▸ What this task involves
When the line containing "Copy, PartialEq, Eq, Serialize, Deserialize)]" is reached, include it and end there; set down verbatim every line before it, starting at the top of the records.

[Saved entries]
<<<<

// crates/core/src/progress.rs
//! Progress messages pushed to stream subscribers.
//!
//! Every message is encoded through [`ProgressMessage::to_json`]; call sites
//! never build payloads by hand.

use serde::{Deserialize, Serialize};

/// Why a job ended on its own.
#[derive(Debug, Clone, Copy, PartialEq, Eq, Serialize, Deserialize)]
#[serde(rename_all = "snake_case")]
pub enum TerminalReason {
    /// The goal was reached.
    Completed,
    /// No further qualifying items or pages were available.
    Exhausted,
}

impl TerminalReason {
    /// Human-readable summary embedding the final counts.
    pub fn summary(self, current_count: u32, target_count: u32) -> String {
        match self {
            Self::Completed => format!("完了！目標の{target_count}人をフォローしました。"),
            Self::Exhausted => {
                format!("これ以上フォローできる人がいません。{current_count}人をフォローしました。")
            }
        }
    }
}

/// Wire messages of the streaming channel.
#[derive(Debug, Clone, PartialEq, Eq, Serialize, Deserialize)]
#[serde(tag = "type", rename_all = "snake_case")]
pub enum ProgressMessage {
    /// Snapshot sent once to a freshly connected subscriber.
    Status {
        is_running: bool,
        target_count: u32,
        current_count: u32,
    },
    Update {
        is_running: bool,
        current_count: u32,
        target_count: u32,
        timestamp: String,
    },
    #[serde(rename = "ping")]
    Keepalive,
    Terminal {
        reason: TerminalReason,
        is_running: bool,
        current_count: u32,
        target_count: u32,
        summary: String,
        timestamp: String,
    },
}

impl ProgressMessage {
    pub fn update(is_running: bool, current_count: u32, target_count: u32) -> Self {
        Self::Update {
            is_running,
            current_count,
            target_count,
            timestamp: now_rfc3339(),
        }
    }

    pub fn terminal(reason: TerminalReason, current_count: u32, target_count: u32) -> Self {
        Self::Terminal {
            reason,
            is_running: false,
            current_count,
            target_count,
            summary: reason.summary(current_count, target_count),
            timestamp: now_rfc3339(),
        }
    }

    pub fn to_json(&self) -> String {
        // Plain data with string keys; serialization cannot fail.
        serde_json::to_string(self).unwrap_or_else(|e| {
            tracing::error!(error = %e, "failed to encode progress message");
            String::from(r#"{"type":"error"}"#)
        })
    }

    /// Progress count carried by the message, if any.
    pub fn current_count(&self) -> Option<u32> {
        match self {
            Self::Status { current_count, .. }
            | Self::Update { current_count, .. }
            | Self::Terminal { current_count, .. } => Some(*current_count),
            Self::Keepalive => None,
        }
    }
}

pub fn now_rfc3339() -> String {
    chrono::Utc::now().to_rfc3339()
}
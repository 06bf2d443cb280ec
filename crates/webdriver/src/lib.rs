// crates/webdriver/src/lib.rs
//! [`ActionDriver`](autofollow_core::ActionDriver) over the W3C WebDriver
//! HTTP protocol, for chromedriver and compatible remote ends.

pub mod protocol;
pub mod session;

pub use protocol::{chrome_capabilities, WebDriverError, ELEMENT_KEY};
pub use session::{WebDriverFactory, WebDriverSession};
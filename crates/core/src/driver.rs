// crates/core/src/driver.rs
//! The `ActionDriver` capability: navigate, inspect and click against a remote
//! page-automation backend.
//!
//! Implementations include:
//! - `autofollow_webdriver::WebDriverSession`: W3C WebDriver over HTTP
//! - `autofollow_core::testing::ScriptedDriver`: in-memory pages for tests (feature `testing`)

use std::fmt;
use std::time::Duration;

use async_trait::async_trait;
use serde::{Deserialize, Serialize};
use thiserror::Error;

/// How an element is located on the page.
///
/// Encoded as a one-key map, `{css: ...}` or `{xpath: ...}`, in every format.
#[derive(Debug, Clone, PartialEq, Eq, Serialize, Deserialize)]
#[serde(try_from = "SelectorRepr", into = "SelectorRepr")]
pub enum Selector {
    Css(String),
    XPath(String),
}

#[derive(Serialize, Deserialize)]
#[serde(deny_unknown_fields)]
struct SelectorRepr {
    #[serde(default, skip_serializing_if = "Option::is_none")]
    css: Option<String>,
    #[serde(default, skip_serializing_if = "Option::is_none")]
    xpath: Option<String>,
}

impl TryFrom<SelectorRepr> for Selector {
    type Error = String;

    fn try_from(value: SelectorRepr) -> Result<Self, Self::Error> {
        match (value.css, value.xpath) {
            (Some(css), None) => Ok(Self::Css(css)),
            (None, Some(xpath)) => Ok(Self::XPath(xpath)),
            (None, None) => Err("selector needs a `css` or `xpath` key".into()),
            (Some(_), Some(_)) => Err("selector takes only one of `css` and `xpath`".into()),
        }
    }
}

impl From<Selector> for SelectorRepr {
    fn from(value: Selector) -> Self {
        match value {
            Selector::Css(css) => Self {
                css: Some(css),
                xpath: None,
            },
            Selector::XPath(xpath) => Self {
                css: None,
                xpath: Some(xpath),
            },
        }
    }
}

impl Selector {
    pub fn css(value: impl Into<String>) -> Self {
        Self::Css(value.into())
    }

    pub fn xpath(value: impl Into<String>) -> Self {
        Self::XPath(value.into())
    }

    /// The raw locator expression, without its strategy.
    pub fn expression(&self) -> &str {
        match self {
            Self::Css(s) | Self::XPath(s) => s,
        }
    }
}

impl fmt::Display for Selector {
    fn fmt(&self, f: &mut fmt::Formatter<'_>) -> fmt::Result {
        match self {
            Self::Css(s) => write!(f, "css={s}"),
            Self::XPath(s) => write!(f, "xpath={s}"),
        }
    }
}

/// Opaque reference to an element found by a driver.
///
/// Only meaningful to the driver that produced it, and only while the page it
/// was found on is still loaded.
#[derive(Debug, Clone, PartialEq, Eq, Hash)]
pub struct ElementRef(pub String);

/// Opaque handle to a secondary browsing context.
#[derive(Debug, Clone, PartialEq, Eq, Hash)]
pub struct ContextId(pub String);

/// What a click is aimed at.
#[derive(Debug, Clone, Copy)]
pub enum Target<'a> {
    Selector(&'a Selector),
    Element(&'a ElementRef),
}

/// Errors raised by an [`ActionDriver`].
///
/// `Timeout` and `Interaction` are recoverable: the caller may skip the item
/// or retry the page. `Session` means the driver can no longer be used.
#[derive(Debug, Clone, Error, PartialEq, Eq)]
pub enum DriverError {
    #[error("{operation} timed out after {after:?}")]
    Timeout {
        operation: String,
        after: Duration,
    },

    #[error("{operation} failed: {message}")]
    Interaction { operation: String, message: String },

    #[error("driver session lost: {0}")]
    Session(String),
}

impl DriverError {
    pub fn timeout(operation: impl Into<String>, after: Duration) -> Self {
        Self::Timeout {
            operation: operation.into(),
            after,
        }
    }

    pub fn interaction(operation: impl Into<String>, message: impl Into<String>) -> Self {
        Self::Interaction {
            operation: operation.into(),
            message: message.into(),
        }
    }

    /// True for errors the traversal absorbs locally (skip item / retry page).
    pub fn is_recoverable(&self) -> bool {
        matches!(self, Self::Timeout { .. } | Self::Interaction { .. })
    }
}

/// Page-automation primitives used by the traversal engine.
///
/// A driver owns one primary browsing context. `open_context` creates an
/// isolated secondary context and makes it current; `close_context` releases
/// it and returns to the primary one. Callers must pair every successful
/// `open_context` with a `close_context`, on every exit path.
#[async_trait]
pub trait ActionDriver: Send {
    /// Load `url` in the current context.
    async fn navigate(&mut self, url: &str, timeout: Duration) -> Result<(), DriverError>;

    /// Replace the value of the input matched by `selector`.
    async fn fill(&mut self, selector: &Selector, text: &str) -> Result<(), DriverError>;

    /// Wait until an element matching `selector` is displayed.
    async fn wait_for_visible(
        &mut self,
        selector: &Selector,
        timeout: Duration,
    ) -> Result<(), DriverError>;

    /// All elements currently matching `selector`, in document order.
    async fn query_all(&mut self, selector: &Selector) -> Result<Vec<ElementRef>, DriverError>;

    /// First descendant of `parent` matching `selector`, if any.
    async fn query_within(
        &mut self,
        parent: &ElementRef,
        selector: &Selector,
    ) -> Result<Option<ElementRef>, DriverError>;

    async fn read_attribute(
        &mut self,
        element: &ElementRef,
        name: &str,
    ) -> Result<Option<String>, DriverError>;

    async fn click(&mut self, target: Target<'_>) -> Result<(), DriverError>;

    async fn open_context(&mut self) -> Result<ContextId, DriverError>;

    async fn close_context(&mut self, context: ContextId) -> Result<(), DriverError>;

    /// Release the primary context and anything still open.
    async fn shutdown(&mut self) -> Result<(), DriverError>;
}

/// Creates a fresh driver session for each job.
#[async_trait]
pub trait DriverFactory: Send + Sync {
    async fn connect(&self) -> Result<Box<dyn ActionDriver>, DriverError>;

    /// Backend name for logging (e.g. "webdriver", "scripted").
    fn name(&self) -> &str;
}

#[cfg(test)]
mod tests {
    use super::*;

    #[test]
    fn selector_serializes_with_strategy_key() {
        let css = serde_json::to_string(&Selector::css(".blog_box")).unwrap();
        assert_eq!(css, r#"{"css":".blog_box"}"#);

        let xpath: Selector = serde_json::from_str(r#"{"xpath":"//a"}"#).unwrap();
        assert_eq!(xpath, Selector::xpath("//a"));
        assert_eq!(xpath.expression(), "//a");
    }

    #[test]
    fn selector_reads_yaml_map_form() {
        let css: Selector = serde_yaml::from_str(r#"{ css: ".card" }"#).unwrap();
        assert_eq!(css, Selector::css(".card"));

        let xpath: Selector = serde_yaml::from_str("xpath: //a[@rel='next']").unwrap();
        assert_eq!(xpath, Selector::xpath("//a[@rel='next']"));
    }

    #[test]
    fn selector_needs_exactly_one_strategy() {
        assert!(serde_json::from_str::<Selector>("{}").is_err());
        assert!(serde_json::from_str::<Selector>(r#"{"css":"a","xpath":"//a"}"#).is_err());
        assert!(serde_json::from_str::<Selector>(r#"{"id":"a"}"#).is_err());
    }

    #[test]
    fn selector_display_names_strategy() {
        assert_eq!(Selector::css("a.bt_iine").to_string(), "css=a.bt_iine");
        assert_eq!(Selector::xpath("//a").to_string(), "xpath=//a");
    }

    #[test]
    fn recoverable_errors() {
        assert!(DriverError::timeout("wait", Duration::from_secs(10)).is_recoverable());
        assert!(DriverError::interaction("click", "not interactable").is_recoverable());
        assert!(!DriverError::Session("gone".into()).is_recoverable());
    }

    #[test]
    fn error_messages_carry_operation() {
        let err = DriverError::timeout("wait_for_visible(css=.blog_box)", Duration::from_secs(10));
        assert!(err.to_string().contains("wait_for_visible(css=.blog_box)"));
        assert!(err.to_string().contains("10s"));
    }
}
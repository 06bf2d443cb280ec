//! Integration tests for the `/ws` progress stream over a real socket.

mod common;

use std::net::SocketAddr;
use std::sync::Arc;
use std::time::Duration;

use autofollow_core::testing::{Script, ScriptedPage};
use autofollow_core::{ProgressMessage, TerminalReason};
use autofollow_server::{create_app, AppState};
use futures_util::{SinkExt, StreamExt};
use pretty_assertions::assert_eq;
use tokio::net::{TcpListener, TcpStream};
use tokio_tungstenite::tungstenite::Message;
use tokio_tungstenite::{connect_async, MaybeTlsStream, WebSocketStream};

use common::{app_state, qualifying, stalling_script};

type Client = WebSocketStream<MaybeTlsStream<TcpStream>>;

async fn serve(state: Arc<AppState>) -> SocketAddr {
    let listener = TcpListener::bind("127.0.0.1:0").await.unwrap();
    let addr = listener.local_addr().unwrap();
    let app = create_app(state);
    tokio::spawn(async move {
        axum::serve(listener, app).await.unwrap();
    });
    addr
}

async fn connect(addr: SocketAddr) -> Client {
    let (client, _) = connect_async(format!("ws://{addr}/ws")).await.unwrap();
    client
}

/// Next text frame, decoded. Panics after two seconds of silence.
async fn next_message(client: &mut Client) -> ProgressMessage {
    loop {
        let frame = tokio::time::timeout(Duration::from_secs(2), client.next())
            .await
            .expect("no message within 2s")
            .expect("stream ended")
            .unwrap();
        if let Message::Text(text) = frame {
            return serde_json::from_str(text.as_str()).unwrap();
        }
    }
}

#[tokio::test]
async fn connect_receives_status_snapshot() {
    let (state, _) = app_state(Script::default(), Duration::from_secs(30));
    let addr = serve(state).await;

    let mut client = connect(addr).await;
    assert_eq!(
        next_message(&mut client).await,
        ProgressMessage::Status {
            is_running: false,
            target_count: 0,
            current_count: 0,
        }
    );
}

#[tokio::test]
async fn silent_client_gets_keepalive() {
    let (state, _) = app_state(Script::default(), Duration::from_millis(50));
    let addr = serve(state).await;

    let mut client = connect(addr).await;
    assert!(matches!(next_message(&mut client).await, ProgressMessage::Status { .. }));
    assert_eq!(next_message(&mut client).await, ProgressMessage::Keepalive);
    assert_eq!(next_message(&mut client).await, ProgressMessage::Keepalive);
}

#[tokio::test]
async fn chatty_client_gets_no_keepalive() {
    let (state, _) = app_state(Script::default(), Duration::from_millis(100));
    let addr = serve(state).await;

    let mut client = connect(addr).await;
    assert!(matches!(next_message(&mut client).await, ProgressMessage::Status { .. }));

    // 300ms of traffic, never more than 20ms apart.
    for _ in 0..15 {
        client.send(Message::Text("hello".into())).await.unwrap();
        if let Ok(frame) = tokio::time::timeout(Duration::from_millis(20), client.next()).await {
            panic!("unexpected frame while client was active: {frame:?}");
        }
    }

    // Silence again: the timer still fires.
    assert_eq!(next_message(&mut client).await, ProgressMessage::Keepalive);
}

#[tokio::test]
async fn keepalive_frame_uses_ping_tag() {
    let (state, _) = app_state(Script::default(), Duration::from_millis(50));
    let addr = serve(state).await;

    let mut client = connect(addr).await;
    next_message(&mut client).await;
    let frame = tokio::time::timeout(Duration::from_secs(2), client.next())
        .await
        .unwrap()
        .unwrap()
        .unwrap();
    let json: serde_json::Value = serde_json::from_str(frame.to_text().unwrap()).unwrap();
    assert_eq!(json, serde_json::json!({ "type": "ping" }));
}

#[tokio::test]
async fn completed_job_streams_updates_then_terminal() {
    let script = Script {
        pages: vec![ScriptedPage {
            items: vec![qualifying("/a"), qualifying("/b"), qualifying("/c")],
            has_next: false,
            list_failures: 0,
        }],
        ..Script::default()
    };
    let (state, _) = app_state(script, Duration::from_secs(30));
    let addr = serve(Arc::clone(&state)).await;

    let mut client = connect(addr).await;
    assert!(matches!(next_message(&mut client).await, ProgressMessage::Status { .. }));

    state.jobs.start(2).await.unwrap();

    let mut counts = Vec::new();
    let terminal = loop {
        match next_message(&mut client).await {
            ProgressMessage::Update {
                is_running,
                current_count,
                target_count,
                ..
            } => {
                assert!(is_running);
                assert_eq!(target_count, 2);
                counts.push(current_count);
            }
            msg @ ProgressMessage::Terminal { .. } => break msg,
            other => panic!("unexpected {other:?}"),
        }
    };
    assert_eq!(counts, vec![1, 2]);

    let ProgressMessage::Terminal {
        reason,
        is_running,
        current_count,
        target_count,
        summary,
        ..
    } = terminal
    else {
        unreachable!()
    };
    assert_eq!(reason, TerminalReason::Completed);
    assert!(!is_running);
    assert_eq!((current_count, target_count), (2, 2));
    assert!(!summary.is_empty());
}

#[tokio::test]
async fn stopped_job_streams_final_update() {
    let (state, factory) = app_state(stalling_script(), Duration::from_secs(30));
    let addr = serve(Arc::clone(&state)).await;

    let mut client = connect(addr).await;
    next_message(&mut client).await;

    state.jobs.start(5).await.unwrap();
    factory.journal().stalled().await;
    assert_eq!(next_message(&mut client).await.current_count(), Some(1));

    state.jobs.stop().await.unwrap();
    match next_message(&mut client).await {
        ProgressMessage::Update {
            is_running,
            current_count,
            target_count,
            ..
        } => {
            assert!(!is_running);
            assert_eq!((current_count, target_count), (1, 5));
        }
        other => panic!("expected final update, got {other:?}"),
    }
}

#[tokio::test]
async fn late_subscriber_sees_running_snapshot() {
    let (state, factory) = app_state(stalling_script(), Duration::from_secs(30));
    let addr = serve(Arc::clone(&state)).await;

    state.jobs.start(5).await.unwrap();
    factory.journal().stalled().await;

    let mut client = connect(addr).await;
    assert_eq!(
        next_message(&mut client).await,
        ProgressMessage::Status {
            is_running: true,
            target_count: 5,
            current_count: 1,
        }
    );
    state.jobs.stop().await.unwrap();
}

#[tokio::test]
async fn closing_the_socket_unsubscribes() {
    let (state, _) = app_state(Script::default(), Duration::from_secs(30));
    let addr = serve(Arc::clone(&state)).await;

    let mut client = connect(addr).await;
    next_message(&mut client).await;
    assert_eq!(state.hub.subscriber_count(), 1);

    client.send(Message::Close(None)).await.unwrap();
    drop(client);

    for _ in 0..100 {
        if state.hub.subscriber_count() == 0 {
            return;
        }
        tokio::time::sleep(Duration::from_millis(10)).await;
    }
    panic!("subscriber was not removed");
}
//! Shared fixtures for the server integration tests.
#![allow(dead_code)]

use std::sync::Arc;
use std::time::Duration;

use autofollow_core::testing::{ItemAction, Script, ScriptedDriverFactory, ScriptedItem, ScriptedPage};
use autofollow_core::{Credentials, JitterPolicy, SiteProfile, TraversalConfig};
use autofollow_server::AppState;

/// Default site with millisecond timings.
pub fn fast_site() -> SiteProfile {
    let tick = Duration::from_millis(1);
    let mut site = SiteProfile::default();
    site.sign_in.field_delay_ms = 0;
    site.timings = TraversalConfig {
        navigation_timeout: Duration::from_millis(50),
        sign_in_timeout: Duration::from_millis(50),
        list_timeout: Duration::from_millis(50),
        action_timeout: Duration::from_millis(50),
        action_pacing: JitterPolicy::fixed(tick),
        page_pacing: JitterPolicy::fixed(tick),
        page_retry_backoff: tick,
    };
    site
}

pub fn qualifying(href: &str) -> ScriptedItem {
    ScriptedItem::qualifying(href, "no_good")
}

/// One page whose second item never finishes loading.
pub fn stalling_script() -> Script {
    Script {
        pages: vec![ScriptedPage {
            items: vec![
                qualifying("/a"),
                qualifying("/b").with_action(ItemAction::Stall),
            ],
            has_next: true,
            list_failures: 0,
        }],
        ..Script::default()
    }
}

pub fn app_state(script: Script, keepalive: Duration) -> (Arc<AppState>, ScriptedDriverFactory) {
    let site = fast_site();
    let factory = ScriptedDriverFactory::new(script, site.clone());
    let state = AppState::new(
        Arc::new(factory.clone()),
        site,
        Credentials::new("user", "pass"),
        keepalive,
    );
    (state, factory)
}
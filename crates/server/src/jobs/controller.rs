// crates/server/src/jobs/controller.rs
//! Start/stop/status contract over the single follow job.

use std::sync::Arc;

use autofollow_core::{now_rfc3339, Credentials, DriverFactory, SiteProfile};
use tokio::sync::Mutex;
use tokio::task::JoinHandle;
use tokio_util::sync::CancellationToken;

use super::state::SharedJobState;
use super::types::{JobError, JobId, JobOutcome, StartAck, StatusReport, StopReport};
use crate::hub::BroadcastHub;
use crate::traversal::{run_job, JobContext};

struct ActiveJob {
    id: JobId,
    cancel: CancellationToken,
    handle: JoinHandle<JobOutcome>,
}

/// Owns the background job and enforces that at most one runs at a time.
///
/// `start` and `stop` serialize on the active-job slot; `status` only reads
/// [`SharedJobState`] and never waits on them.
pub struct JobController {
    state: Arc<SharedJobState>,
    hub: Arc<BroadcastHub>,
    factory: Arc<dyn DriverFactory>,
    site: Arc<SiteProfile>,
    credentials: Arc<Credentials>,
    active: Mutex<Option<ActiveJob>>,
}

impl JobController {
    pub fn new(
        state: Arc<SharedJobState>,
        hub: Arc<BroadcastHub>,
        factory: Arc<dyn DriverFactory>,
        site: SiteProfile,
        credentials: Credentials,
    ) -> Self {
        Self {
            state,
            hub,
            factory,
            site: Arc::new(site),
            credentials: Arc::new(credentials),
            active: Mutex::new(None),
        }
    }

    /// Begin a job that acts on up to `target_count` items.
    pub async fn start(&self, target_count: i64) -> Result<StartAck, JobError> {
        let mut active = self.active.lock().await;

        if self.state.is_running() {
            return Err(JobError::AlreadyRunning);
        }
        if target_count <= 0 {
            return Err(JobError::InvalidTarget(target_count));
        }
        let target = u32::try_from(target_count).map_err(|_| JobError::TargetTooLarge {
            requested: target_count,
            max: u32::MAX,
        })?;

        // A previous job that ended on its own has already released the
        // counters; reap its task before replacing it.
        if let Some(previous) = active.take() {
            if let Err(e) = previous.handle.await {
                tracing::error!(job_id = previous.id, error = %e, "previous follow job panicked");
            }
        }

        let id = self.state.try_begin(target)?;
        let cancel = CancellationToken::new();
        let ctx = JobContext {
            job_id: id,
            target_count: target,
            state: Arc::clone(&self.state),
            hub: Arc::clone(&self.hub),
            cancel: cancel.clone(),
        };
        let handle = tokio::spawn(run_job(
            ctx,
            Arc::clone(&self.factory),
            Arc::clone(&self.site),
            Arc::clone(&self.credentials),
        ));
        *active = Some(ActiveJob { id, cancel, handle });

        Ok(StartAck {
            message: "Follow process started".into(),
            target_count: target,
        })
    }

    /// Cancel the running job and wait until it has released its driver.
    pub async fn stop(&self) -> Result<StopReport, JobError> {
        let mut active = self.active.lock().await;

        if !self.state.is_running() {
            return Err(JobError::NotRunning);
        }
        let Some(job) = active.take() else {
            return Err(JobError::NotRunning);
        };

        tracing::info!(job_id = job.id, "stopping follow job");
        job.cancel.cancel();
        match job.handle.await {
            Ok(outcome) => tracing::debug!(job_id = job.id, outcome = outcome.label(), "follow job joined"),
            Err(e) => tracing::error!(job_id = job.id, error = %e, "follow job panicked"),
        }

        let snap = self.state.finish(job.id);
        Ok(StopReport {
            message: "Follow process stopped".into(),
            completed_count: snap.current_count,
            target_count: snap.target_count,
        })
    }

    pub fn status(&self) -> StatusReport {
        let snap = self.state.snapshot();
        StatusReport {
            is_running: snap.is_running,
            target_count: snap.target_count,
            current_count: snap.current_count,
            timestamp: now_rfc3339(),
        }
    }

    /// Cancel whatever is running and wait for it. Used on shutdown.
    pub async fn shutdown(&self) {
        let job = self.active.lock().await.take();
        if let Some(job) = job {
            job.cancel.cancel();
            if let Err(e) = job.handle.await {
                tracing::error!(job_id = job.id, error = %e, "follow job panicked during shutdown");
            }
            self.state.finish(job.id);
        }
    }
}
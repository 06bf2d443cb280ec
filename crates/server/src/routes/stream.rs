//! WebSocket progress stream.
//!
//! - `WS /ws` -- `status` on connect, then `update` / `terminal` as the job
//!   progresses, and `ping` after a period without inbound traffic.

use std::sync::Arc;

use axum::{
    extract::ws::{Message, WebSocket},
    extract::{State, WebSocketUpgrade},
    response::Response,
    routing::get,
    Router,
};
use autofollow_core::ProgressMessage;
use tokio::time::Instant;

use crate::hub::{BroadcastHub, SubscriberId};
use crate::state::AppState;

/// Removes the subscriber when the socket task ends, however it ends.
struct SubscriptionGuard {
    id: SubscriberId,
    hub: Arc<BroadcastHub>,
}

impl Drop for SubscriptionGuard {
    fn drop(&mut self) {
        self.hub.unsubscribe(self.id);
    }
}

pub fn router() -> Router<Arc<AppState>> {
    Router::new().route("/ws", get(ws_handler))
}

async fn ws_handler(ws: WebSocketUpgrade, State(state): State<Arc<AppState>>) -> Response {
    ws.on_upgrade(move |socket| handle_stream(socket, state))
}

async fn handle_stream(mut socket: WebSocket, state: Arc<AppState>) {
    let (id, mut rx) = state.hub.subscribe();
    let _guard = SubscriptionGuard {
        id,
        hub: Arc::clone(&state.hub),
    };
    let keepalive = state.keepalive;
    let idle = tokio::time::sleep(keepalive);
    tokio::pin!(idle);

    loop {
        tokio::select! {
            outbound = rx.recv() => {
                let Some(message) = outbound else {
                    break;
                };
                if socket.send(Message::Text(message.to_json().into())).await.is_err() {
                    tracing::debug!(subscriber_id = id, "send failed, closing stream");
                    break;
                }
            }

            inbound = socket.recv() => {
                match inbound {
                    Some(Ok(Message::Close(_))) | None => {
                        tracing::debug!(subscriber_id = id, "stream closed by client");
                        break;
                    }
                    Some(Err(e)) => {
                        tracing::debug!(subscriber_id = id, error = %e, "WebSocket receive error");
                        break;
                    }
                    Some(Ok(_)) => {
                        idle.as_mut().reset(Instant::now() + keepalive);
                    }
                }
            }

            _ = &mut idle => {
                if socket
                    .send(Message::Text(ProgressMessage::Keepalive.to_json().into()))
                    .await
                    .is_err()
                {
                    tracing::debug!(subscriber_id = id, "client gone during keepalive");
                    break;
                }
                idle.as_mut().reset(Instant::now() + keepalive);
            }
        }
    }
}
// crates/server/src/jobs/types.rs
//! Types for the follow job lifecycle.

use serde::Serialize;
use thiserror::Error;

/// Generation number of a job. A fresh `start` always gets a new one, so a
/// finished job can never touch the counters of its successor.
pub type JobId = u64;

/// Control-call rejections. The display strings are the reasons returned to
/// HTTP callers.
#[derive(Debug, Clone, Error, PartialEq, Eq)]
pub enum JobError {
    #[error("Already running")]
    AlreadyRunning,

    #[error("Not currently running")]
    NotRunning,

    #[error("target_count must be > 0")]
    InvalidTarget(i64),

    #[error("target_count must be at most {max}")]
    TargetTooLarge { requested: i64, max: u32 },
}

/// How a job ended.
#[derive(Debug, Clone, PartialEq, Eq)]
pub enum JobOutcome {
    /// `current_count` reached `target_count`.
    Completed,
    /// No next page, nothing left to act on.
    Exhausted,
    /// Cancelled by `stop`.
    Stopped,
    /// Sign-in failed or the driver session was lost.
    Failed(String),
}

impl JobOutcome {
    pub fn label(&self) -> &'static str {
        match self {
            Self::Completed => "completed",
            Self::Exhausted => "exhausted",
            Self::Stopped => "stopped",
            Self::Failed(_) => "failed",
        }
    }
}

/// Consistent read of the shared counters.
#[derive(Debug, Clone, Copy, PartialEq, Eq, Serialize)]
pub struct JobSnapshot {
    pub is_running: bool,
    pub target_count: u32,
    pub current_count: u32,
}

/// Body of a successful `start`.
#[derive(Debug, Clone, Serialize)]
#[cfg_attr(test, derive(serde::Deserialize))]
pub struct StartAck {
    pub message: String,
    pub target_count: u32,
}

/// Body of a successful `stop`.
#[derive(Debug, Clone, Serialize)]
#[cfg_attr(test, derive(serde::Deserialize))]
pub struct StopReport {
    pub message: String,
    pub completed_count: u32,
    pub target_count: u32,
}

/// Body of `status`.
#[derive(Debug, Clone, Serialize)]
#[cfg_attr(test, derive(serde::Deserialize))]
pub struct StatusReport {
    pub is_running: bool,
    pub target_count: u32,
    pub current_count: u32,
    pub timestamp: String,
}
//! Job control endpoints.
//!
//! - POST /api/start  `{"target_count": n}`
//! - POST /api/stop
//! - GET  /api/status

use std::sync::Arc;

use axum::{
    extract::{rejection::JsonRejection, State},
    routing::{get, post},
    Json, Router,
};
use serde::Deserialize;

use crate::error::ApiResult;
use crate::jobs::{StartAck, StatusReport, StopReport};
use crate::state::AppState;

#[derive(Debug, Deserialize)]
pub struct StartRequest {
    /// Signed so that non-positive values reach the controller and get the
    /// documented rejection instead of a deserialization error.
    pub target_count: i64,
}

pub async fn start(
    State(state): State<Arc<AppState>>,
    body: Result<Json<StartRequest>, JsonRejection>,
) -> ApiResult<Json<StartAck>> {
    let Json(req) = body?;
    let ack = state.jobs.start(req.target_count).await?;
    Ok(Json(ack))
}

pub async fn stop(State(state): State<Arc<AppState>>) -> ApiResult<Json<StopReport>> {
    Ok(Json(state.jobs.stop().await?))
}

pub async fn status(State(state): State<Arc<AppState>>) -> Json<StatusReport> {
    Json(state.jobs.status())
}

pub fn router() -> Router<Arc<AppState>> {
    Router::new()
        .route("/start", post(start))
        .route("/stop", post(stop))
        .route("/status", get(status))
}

>>>>

▸ Answer to this exercise
// crates/core/src/progress.rs
//! Progress messages pushed to stream subscribers.
//!
//! Every message is encoded through [`ProgressMessage::to_json`]; call sites
//! never build payloads by hand.

use serde::{Deserialize, Serialize};

/// Why a job ended on its own.
#[derive(Debug, Clone, Copy, PartialEq, Eq, Serialize, Deserialize)]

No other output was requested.